- [PROBLEM TO SOLVE]: If a line below contains the word "Some", count it. Please give the total and nothing else.

########################################

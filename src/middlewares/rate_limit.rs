/*!
 * 速率限制中间件
 *
 * 此中间件用于限制请求频率，保护代价较高的端点（如沙箱试运行）。
 *
 * ## 使用方法
 *
 * ```rust,ignore
 * use actix_web::{web, App};
 * use crate::middlewares::rate_limit::RateLimit;
 *
 * App::new()
 *     .service(
 *         web::scope("/api/v1/testcases")
 *             .wrap(RateLimit::testcase_run())  // 10次/分钟
 *             .route("/run", web::post().to(run_handler))
 *     )
 * ```
 *
 * ## 限制规则
 *
 * - 使用客户端 IP 作为限制键
 * - 通过前缀区分不同端点
 * - 超过限制返回 429 Too Many Requests
 */

use actix_service::{Service, Transform};
use actix_web::{
    Error, HttpMessage, HttpResponse,
    body::EitherBody,
    dev::{ServiceRequest, ServiceResponse},
    http::StatusCode,
    http::header::CONTENT_TYPE,
};
use futures_util::future::{LocalBoxFuture, Ready, ready};
use moka::future::Cache;
use once_cell::sync::Lazy;
use std::rc::Rc;
use std::time::Duration;
use tracing::warn;

use crate::models::{ApiResponse, ErrorCode};

/// 全局速率限制缓存
/// 键: IP:路由前缀，值: 请求计数
static RATE_LIMIT_CACHE: Lazy<Cache<String, u32>> = Lazy::new(|| {
    Cache::builder()
        .time_to_live(Duration::from_secs(60)) // 1分钟过期
        .max_capacity(100_000)
        .build()
});

/// 速率限制配置
#[derive(Clone)]
pub struct RateLimit {
    /// 时间窗口内允许的最大请求数
    max_requests: u32,
    /// 时间窗口（秒）
    window_secs: u64,
    /// 限制键前缀（用于区分不同端点）
    key_prefix: String,
}

impl RateLimit {
    /// 创建新的速率限制器
    ///
    /// # 参数
    /// - `max_requests`: 时间窗口内允许的最大请求数
    /// - `window_secs`: 时间窗口（秒）
    pub fn new(max_requests: u32, window_secs: u64) -> Self {
        Self {
            max_requests,
            window_secs,
            key_prefix: String::new(),
        }
    }

    /// 设置限制键前缀
    pub fn with_prefix(mut self, prefix: &str) -> Self {
        self.key_prefix = prefix.to_string();
        self
    }

    /// 测试用例试运行限制：10次/分钟/IP
    pub fn testcase_run() -> Self {
        Self::new(10, 60).with_prefix("testcase_run")
    }
}

/// 从请求中提取客户端 IP
///
/// 安全注意事项：
/// - 如果服务部署在反向代理后面，需要在反向代理中配置正确的 X-Forwarded-For / X-Real-IP 头
/// - 此实现会验证 IP 格式，防止伪造的无效头导致问题
/// - 在不可信网络中直接暴露服务时，攻击者可能伪造转发头来绕过限制
fn extract_client_ip(req: &ServiceRequest) -> String {
    // 尝试从连接信息获取真实 IP（最可信）
    let connection_ip = req
        .connection_info()
        .realip_remote_addr()
        .map(|s| s.to_string());

    // 如果连接信息有有效 IP，优先使用
    if let Some(ref ip) = connection_ip
        && is_valid_ip(ip)
    {
        return ip.clone();
    }

    // 从 X-Forwarded-For 头获取（用于反向代理场景）
    // 只取第一个 IP（最接近客户端的）
    if let Some(forwarded) = req.headers().get("X-Forwarded-For")
        && let Ok(value) = forwarded.to_str()
        && let Some(ip) = value.split(',').next()
    {
        let ip = ip.trim();
        if is_valid_ip(ip) {
            return ip.to_string();
        }
    }

    // 从 X-Real-IP 头获取
    if let Some(real_ip) = req.headers().get("X-Real-IP")
        && let Ok(ip) = real_ip.to_str()
    {
        let ip = ip.trim();
        if is_valid_ip(ip) {
            return ip.to_string();
        }
    }

    // 如果都没有有效 IP，使用连接信息的默认值
    connection_ip.unwrap_or_else(|| "unknown".to_string())
}

/// 验证 IP 地址格式是否有效
fn is_valid_ip(ip: &str) -> bool {
    use std::net::IpAddr;
    ip.parse::<IpAddr>().is_ok()
}

/// 创建速率限制错误响应
fn create_rate_limit_response(retry_after: u64) -> HttpResponse {
    HttpResponse::build(StatusCode::TOO_MANY_REQUESTS)
        .insert_header((CONTENT_TYPE, "application/json; charset=utf-8"))
        .insert_header(("Retry-After", retry_after.to_string()))
        .insert_header(("X-RateLimit-Remaining", "0"))
        .json(ApiResponse::<()>::error_empty(
            ErrorCode::RateLimitExceeded,
            "请求过于频繁，请稍后再试",
        ))
}

impl<S, B> Transform<S, ServiceRequest> for RateLimit
where
    S: Service<ServiceRequest, Response = ServiceResponse<B>, Error = Error> + 'static,
    B: 'static,
{
    type Response = ServiceResponse<EitherBody<B>>;
    type Error = Error;
    type InitError = ();
    type Transform = RateLimitMiddleware<S>;
    type Future = Ready<Result<Self::Transform, Self::InitError>>;

    fn new_transform(&self, service: S) -> Self::Future {
        ready(Ok(RateLimitMiddleware {
            service: Rc::new(service),
            max_requests: self.max_requests,
            window_secs: self.window_secs,
            key_prefix: self.key_prefix.clone(),
        }))
    }
}

pub struct RateLimitMiddleware<S> {
    service: Rc<S>,
    max_requests: u32,
    window_secs: u64,
    key_prefix: String,
}

impl<S, B> Service<ServiceRequest> for RateLimitMiddleware<S>
where
    S: Service<ServiceRequest, Response = ServiceResponse<B>, Error = Error> + 'static,
    B: 'static,
{
    type Response = ServiceResponse<EitherBody<B>>;
    type Error = Error;
    type Future = LocalBoxFuture<'static, Result<Self::Response, Self::Error>>;

    fn poll_ready(
        &self,
        ctx: &mut std::task::Context<'_>,
    ) -> std::task::Poll<Result<(), Self::Error>> {
        self.service.poll_ready(ctx)
    }

    fn call(&self, req: ServiceRequest) -> Self::Future {
        let srv = self.service.clone();
        let max_requests = self.max_requests;
        let window_secs = self.window_secs;
        let key_prefix = self.key_prefix.clone();

        Box::pin(async move {
            // 构建限制键
            let identifier = format!("ip:{}", extract_client_ip(&req));

            let cache_key = if key_prefix.is_empty() {
                identifier
            } else {
                format!("{}:{}", key_prefix, identifier)
            };

            // 获取当前计数
            let current_count = RATE_LIMIT_CACHE.get(&cache_key).await.unwrap_or(0);

            // 检查是否超过限制
            if current_count >= max_requests {
                warn!(
                    "Rate limit exceeded for key: {} (count: {}/{})",
                    cache_key, current_count, max_requests
                );
                return Ok(req
                    .into_response(create_rate_limit_response(window_secs).map_into_right_body()));
            }

            // 增加计数
            RATE_LIMIT_CACHE
                .insert(cache_key.clone(), current_count + 1)
                .await;

            // 添加速率限制头
            let remaining = max_requests.saturating_sub(current_count + 1);
            req.extensions_mut().insert(RateLimitInfo {
                remaining,
                limit: max_requests,
                reset: window_secs,
            });

            // 继续处理请求
            let res = srv.call(req).await?.map_into_left_body();
            Ok(res)
        })
    }
}

/// 速率限制信息（可在响应中添加）
#[derive(Clone)]
pub struct RateLimitInfo {
    pub remaining: u32,
    pub limit: u32,
    pub reset: u64,
}

#[cfg(test)]
mod tests {
    use super::*;
    use actix_web::{App, HttpResponse, test as actix_test, web};

    #[test]
    fn test_rate_limit_presets() {
        let run = RateLimit::testcase_run();
        assert_eq!(run.max_requests, 10);
        assert_eq!(run.window_secs, 60);
        assert_eq!(run.key_prefix, "testcase_run");
    }

    #[test]
    fn test_is_valid_ip() {
        assert!(is_valid_ip("127.0.0.1"));
        assert!(is_valid_ip("::1"));
        assert!(!is_valid_ip("not-an-ip"));
    }

    #[actix_web::test]
    async fn test_requests_over_limit_are_rejected() {
        let app = actix_test::init_service(
            App::new().service(
                web::resource("/limited")
                    .wrap(RateLimit::new(2, 60).with_prefix("test_over_limit"))
                    .route(web::get().to(HttpResponse::Ok)),
            ),
        )
        .await;

        for _ in 0..2 {
            let req = actix_test::TestRequest::get()
                .uri("/limited")
                .insert_header(("X-Real-IP", "10.1.2.3"))
                .to_request();
            let resp = actix_test::call_service(&app, req).await;
            assert_eq!(resp.status(), StatusCode::OK);
        }

        let req = actix_test::TestRequest::get()
            .uri("/limited")
            .insert_header(("X-Real-IP", "10.1.2.3"))
            .to_request();
        let resp = actix_test::call_service(&app, req).await;
        assert_eq!(resp.status(), StatusCode::TOO_MANY_REQUESTS);
        assert_eq!(resp.headers().get("Retry-After").unwrap(), "60");
    }
}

########################################

- [EXERCISE RESPONSE]: 4